» **WHAT THE TASK ASKS**
In the records that follow, find each line with "countries" and pull it out.
* * *
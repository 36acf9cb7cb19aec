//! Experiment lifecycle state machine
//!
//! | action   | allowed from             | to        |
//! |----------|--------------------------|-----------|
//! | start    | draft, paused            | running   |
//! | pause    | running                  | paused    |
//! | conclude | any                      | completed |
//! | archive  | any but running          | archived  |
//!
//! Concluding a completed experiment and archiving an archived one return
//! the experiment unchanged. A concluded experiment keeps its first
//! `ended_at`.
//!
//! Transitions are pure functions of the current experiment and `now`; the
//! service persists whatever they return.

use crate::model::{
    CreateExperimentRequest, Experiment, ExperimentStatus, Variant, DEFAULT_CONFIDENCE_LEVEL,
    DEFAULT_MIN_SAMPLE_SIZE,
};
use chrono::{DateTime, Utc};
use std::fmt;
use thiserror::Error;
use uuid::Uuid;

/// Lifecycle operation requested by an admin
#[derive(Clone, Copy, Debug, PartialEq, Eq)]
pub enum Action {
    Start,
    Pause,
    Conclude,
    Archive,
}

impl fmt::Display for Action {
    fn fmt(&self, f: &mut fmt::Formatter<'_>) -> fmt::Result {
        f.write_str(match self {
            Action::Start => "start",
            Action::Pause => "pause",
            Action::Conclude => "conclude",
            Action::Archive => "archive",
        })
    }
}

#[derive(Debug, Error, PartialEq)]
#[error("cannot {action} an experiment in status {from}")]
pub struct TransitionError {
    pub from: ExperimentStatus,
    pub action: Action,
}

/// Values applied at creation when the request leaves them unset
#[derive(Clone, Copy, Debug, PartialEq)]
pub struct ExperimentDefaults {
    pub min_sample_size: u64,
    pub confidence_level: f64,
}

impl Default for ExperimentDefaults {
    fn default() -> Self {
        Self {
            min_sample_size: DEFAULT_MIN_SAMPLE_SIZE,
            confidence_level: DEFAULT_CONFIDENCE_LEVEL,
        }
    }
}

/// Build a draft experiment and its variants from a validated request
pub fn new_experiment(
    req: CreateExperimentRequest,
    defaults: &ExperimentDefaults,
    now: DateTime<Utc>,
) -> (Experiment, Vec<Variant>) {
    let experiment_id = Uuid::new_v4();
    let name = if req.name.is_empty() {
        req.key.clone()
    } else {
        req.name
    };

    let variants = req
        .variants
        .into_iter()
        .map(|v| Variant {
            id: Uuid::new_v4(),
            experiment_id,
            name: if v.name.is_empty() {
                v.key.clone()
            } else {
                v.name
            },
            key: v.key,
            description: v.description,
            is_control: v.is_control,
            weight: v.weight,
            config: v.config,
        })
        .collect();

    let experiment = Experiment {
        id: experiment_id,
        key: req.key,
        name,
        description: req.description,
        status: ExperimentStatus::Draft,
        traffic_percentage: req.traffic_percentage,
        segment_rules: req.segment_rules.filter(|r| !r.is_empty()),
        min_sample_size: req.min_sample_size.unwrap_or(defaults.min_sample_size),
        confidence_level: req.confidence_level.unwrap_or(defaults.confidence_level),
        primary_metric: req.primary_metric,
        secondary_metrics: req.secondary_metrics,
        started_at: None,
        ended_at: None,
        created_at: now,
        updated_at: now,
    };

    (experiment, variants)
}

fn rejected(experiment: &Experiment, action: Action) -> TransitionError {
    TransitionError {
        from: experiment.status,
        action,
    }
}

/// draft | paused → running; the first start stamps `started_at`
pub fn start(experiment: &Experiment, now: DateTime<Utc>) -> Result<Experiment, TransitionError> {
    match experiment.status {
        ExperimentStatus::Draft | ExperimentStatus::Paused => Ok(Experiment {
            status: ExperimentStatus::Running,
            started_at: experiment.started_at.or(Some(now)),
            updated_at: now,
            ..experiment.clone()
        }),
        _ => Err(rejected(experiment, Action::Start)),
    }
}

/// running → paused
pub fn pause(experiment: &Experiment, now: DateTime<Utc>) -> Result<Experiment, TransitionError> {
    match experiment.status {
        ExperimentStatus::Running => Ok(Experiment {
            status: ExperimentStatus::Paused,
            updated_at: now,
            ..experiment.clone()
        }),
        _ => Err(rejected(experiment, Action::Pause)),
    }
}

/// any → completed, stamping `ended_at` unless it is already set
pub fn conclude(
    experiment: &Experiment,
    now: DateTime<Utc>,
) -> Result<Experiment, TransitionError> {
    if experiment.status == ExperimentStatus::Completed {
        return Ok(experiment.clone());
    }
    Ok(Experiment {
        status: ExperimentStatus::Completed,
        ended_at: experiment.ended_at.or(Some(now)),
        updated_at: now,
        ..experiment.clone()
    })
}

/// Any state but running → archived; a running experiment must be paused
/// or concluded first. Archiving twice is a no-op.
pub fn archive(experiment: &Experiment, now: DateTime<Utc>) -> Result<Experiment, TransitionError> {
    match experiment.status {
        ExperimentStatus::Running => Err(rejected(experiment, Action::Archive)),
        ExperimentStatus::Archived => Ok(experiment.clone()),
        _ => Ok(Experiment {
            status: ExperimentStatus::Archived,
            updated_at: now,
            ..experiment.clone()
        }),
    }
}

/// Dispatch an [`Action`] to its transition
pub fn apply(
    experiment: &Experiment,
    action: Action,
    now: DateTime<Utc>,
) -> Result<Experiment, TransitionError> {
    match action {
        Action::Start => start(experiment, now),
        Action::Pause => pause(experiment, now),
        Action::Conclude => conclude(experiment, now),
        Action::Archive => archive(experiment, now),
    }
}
* * *
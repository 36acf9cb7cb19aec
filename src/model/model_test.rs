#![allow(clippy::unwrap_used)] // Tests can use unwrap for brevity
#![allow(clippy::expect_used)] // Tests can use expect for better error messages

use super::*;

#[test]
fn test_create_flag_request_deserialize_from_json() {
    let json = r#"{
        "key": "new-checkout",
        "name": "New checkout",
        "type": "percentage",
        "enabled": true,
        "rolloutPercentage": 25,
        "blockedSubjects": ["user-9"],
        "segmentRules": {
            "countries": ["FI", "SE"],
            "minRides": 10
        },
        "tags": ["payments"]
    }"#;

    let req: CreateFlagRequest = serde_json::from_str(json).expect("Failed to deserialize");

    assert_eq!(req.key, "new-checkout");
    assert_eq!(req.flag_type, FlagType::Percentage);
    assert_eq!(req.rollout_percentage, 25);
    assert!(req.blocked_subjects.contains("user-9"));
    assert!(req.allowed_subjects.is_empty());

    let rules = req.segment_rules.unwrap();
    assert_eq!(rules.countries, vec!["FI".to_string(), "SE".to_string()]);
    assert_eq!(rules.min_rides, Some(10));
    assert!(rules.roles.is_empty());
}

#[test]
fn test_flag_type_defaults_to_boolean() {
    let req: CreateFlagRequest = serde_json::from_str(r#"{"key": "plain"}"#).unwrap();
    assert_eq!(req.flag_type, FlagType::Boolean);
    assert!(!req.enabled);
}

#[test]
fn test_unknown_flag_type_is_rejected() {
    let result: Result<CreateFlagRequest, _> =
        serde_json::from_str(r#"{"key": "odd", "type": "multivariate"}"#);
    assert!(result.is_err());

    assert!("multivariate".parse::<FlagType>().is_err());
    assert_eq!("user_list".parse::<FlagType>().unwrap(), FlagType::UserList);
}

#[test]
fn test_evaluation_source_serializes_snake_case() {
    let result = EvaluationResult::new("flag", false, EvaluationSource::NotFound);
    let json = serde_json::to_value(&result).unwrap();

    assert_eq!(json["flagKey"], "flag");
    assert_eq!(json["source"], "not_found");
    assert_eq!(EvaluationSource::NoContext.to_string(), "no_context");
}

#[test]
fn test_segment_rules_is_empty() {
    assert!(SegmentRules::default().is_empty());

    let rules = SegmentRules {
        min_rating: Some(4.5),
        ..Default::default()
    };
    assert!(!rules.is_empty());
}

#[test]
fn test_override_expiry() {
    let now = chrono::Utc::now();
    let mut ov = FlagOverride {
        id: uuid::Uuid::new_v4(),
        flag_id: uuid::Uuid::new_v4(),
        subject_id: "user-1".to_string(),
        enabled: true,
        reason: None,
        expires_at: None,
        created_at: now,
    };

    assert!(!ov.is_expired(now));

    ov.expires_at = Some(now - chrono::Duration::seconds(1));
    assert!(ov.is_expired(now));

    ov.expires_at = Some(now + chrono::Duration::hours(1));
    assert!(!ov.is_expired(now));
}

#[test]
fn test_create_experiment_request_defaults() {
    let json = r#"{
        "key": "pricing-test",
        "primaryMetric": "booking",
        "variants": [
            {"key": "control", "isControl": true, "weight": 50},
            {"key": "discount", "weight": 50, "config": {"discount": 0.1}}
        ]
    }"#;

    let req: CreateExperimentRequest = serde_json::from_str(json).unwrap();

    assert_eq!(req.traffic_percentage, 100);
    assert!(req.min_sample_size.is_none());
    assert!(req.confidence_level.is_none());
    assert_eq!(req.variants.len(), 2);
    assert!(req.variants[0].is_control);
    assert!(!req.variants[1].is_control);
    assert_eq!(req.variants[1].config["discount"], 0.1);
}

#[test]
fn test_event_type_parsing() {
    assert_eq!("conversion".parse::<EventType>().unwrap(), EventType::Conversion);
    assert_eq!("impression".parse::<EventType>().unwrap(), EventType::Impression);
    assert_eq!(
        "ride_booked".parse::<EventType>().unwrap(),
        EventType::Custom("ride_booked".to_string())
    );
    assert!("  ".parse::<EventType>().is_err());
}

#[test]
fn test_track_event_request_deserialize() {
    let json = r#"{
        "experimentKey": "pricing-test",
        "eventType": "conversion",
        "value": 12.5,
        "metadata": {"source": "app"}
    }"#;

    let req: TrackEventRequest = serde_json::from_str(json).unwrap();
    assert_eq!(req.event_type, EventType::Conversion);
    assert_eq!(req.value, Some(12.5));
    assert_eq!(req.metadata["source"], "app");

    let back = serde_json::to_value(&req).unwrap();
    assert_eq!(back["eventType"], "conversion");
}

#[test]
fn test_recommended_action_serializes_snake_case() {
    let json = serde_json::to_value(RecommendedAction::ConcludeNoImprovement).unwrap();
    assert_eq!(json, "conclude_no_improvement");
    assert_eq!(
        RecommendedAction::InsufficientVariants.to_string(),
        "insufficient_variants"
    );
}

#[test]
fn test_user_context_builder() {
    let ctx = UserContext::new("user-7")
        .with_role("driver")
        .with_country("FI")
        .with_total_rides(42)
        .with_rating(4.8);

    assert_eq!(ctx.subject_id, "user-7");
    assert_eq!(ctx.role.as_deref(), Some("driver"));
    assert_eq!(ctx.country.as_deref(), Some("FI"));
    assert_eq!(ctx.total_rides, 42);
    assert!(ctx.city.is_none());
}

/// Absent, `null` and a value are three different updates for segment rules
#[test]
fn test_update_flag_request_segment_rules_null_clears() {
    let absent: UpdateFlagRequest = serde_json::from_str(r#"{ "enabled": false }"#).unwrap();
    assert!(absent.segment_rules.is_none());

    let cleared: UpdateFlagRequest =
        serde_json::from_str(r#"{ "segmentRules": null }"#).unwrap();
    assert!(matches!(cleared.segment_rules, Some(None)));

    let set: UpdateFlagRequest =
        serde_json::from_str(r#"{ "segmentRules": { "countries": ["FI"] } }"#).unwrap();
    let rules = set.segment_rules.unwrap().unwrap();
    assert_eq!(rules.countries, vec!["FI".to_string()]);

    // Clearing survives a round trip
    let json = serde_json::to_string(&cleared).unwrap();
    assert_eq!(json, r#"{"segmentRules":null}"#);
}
* * *
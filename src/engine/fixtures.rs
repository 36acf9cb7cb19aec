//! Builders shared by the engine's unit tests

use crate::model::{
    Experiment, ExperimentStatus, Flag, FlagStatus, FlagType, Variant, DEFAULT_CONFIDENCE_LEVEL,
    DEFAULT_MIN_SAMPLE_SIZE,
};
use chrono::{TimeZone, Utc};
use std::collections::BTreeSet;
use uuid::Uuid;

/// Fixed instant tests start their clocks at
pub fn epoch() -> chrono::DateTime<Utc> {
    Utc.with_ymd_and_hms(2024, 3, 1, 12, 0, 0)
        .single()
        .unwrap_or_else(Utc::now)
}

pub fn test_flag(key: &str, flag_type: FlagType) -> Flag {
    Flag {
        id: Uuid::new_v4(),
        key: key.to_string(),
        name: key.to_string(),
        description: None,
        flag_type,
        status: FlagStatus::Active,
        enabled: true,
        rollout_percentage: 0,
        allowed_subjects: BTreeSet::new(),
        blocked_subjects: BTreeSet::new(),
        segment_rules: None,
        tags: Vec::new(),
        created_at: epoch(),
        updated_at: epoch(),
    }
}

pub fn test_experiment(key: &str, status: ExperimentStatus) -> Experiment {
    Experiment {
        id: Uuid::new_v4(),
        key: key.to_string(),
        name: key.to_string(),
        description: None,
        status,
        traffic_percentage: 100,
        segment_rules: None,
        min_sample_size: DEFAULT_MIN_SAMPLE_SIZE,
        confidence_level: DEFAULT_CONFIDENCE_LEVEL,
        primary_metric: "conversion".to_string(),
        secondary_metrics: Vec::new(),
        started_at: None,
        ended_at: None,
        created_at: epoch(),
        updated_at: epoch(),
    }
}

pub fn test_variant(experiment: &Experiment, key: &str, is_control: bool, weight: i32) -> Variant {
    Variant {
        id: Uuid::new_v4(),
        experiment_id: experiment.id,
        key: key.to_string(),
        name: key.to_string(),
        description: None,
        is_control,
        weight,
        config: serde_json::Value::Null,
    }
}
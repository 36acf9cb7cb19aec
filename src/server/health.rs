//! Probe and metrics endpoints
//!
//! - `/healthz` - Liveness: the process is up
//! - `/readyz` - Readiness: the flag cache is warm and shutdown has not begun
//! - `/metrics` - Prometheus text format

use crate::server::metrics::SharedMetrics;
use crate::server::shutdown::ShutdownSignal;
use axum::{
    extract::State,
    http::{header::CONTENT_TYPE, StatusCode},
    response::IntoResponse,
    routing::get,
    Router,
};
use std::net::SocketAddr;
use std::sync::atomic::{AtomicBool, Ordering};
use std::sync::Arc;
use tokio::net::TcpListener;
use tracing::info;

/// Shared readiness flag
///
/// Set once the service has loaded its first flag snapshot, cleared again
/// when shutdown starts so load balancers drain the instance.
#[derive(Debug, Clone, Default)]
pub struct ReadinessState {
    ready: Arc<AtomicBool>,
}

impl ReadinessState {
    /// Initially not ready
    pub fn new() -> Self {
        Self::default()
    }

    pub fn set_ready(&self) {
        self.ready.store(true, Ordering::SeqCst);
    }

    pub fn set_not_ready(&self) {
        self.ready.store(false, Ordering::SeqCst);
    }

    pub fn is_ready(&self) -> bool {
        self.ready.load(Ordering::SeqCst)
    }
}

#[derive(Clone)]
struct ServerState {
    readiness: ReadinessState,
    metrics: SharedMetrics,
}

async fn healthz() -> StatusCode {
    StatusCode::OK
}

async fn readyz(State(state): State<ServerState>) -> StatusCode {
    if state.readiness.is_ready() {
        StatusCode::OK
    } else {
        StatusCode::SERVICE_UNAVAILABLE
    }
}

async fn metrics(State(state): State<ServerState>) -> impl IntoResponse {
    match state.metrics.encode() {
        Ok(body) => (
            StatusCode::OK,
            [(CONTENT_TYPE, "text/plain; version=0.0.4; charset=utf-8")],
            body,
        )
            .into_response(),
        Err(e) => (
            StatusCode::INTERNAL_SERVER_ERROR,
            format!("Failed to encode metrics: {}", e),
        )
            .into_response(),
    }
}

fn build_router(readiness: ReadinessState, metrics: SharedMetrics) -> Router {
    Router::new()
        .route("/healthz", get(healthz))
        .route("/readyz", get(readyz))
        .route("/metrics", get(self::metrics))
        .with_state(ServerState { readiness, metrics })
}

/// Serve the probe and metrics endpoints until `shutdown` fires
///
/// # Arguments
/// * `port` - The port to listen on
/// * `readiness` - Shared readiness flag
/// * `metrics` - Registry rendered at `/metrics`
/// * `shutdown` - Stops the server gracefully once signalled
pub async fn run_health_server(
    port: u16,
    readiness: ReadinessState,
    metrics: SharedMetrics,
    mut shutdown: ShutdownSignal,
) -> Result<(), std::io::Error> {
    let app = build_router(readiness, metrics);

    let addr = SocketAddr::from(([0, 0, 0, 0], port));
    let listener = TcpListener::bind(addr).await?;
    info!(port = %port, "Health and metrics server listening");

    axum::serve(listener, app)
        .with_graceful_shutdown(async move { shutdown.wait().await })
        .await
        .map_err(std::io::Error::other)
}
* * *
» **TASK RESULT**
            "countries": ["FI", "SE"],
    assert_eq!(rules.countries, vec!["FI".to_string(), "SE".to_string()]);
        serde_json::from_str(r#"{ "segmentRules": { "countries": ["FI"] } }"#).unwrap();
    assert_eq!(rules.countries, vec!["FI".to_string()]);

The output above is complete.